> What is being asked
One number, and no other words, should make up the answer: how many lines of the listing contain the string "existing".

> Extracted data
#[async_trait]
impl StoreTx for MemoryTx {
    async fn insert_manager_template(
        &mut self,
        template: NewManagerTemplate,
    ) -> Result<ManagerTemplate> {
        let row = ManagerTemplate {
            id: self.store.next_id(),
            name: template.name,
            manager_id: template.manager_id,
            description: template.description,
            skill_level: template.skill_level,
            question_count: template.question_count,
            created_user_id: Some(template.created_user_id),
            created_date: stamp(template.created_date),
            modified_user_id: None,
            modified_date: None,
        };
        self.staged.push(StagedWrite::ManagerTemplate(row.clone()));
        Ok(row)
    }

    async fn insert_category_map(
        &mut self,
        map: NewCategoryMap,
    ) -> Result<ManagerTemplateCategoryMap> {
        if !self.manager_template_visible(map.manager_template_id).await {
            return Err(Error::Internal(format!(
                "manager template {} does not exist",
                map.manager_template_id
            )));
        }
        let row = ManagerTemplateCategoryMap {
            id: self.store.next_id(),
            manager_template_id: map.manager_template_id,
            category_id: map.category_id,
            weighage: map.weighage,
            difficulty_level: map.difficulty_level,
            created_user_id: Some(map.created_user_id),
            created_date: stamp(map.created_date),
            modified_user_id: None,
            modified_date: None,
        };
        self.staged.push(StagedWrite::CategoryMap(row.clone()));
        Ok(row)
    }

    async fn insert_assignment(&mut self, assignment: NewAssignment) -> Result<Assignment> {
        if !self
            .category_map_visible(assignment.manager_template_category_id)
            .await
        {
            return Err(Error::Internal(format!(
                "category map {} does not exist",
                assignment.manager_template_category_id
            )));
        }
        let row = Assignment {
            id: self.store.next_id(),
            user_id: assignment.user_id,
            manager_template_category_id: assignment.manager_template_category_id,
            assigned_by: assignment.assigned_by,
            assigned_date: assignment.assigned_date,
            time_limit: assignment.time_limit,
            schedule_date: assignment.schedule_date,
            status: assignment.status.code(),
        };
        self.staged.push(StagedWrite::Assignment(row.clone()));
        Ok(row)
    }

    async fn upsert_evaluation_summary(
        &mut self,
        summary: NewEvaluationSummary,
    ) -> Result<EvaluationSummary> {
        let existing = match self
            .staged_summary_id(summary.user_id, summary.manager_template_category_id)
        {
            Some(id) => Some(id),
            None => self
                .store
                .tables
                .lock()
                .await
                .summary_for(summary.user_id, summary.manager_template_category_id)
                .map(|s| s.id),
        };
        let row = EvaluationSummary {
            id: existing.unwrap_or_else(|| self.store.next_id()),
            user_id: summary.user_id,
            manager_template_id: summary.manager_template_id,
            manager_template_category_id: summary.manager_template_category_id,
            score: summary.score,
        };
        self.staged.push(StagedWrite::EvaluationSummary(row.clone()));
        Ok(row)
    }

    async fn insert_answer_result(&mut self, result: NewAnswerResult) -> Result<AnswerResult> {
        let row = AnswerResult {
            id: self.store.next_id(),
            user_id: result.user_id,
            manager_template_category_id: result.manager_template_category_id,
            question_id: result.question_id,
            selected_option: result.selected_option,
            created_date: stamp(result.created_date),
        };
        self.staged.push(StagedWrite::AnswerResult(row.clone()));
        Ok(row)
    }

    async fn commit(&mut self) -> Result<()> {
        let mut tables = self.store.tables.lock().await;
        for write in self.staged.drain(..) {
            match write {
                StagedWrite::ManagerTemplate(t) => {
                    tables.manager_templates.insert(t.id, t);
                }
                StagedWrite::CategoryMap(m) => {
                    tables.manager_category_maps.insert(m.id, m);
                }
                StagedWrite::Assignment(a) => {
                    tables.assignments.insert(a.id, a);
                }
                StagedWrite::EvaluationSummary(s) => {
                    // Keyed by (user, category map); a summary written by a
                    // concurrent commit is replaced, not duplicated.
                    if let Some(previous) = tables
                        .summary_for(s.user_id, s.manager_template_category_id)
                        .map(|p| p.id)
                    {
                        tables.evaluation_summaries.remove(&previous);
                    }
                    tables.evaluation_summaries.insert(s.id, s);
                }
                StagedWrite::AnswerResult(r) => {
                    tables.answer_results.insert(r.id, r);
                }
            }
        }
        Ok(())
    }
}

> Expected output
2